### Source records
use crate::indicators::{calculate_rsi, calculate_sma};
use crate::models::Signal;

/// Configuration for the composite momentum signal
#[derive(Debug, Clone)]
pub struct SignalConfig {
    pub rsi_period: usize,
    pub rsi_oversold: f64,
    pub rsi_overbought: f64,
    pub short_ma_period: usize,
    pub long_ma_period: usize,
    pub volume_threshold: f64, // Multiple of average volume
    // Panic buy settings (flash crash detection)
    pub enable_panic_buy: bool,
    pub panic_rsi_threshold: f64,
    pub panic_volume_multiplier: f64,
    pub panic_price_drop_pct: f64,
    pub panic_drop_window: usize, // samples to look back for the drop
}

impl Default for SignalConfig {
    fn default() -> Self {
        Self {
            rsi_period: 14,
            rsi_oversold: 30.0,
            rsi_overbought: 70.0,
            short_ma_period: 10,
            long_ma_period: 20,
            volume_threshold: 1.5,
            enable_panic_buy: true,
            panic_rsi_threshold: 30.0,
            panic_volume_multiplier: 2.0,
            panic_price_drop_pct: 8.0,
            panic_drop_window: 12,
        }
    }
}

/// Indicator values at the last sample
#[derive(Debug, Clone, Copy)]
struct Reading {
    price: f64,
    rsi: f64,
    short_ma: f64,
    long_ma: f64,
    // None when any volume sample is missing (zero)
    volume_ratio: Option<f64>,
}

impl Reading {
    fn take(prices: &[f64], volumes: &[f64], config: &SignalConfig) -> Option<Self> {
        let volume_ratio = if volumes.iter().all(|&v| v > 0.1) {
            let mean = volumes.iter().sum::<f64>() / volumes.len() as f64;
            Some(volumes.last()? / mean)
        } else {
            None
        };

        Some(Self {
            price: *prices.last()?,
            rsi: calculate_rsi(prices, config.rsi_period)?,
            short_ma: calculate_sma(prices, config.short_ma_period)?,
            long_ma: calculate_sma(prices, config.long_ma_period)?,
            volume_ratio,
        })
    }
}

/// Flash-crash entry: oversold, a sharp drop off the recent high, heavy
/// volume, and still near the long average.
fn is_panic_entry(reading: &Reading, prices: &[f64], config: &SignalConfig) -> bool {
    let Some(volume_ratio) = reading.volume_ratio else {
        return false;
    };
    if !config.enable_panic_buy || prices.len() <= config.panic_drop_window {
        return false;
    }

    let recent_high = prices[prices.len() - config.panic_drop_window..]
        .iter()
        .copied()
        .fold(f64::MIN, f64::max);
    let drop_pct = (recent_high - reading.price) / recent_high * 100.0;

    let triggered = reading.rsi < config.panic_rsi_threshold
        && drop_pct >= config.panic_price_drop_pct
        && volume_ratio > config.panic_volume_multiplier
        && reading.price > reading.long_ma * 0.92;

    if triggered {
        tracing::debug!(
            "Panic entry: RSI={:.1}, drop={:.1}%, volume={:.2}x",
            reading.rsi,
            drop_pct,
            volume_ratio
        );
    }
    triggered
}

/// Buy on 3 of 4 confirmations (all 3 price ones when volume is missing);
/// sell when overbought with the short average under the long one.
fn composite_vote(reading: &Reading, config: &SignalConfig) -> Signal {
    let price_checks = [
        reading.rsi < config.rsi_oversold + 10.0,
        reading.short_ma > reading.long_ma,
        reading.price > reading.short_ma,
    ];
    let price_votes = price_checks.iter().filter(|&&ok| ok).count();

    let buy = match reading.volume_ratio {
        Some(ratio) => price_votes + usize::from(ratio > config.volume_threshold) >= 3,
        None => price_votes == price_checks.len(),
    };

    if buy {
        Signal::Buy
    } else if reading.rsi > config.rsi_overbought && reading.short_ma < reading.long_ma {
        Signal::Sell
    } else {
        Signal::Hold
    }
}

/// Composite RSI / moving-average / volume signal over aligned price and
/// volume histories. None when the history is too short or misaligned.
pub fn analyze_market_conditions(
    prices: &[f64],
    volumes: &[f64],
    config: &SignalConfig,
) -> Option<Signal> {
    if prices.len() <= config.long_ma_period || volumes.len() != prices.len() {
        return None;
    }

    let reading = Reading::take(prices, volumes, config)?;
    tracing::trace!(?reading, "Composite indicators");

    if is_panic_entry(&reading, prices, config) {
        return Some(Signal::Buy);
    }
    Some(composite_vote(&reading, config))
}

### Description of the task
Your answer should contain every entry, transcribed exactly.

### Result of this task
use crate::indicators::{calculate_rsi, calculate_sma};
use crate::models::Signal;

/// Configuration for the composite momentum signal
#[derive(Debug, Clone)]
pub struct SignalConfig {
    pub rsi_period: usize,
    pub rsi_oversold: f64,
    pub rsi_overbought: f64,
    pub short_ma_period: usize,
    pub long_ma_period: usize,
    pub volume_threshold: f64, // Multiple of average volume
    // Panic buy settings (flash crash detection)
    pub enable_panic_buy: bool,
    pub panic_rsi_threshold: f64,
    pub panic_volume_multiplier: f64,
    pub panic_price_drop_pct: f64,
    pub panic_drop_window: usize, // samples to look back for the drop
}

impl Default for SignalConfig {
    fn default() -> Self {
        Self {
            rsi_period: 14,
            rsi_oversold: 30.0,
            rsi_overbought: 70.0,
            short_ma_period: 10,
            long_ma_period: 20,
            volume_threshold: 1.5,
            enable_panic_buy: true,
            panic_rsi_threshold: 30.0,
            panic_volume_multiplier: 2.0,
            panic_price_drop_pct: 8.0,
            panic_drop_window: 12,
        }
    }
}

/// Indicator values at the last sample
#[derive(Debug, Clone, Copy)]
struct Reading {
    price: f64,
    rsi: f64,
    short_ma: f64,
    long_ma: f64,
    // None when any volume sample is missing (zero)
    volume_ratio: Option<f64>,
}

impl Reading {
    fn take(prices: &[f64], volumes: &[f64], config: &SignalConfig) -> Option<Self> {
        let volume_ratio = if volumes.iter().all(|&v| v > 0.1) {
            let mean = volumes.iter().sum::<f64>() / volumes.len() as f64;
            Some(volumes.last()? / mean)
        } else {
            None
        };

        Some(Self {
            price: *prices.last()?,
            rsi: calculate_rsi(prices, config.rsi_period)?,
            short_ma: calculate_sma(prices, config.short_ma_period)?,
            long_ma: calculate_sma(prices, config.long_ma_period)?,
            volume_ratio,
        })
    }
}

/// Flash-crash entry: oversold, a sharp drop off the recent high, heavy
/// volume, and still near the long average.
fn is_panic_entry(reading: &Reading, prices: &[f64], config: &SignalConfig) -> bool {
    let Some(volume_ratio) = reading.volume_ratio else {
        return false;
    };
    if !config.enable_panic_buy || prices.len() <= config.panic_drop_window {
        return false;
    }

    let recent_high = prices[prices.len() - config.panic_drop_window..]
        .iter()
        .copied()
        .fold(f64::MIN, f64::max);
    let drop_pct = (recent_high - reading.price) / recent_high * 100.0;

    let triggered = reading.rsi < config.panic_rsi_threshold
        && drop_pct >= config.panic_price_drop_pct
        && volume_ratio > config.panic_volume_multiplier
        && reading.price > reading.long_ma * 0.92;

    if triggered {
        tracing::debug!(
            "Panic entry: RSI={:.1}, drop={:.1}%, volume={:.2}x",
            reading.rsi,
            drop_pct,
            volume_ratio
        );
    }
    triggered
}

/// Buy on 3 of 4 confirmations (all 3 price ones when volume is missing);
/// sell when overbought with the short average under the long one.
fn composite_vote(reading: &Reading, config: &SignalConfig) -> Signal {
    let price_checks = [
        reading.rsi < config.rsi_oversold + 10.0,
        reading.short_ma > reading.long_ma,
        reading.price > reading.short_ma,
    ];
    let price_votes = price_checks.iter().filter(|&&ok| ok).count();

    let buy = match reading.volume_ratio {
        Some(ratio) => price_votes + usize::from(ratio > config.volume_threshold) >= 3,
        None => price_votes == price_checks.len(),
    };

    if buy {
        Signal::Buy
    } else if reading.rsi > config.rsi_overbought && reading.short_ma < reading.long_ma {
        Signal::Sell
    } else {
        Signal::Hold
    }
}

/// Composite RSI / moving-average / volume signal over aligned price and
/// volume histories. None when the history is too short or misaligned.
pub fn analyze_market_conditions(
    prices: &[f64],
    volumes: &[f64],
    config: &SignalConfig,
) -> Option<Signal> {
    if prices.len() <= config.long_ma_period || volumes.len() != prices.len() {
        return None;
    }

    let reading = Reading::take(prices, volumes, config)?;
    tracing::trace!(?reading, "Composite indicators");

    if is_panic_entry(&reading, prices, config) {
        return Some(Signal::Buy);
    }
    Some(composite_vote(&reading, config))
}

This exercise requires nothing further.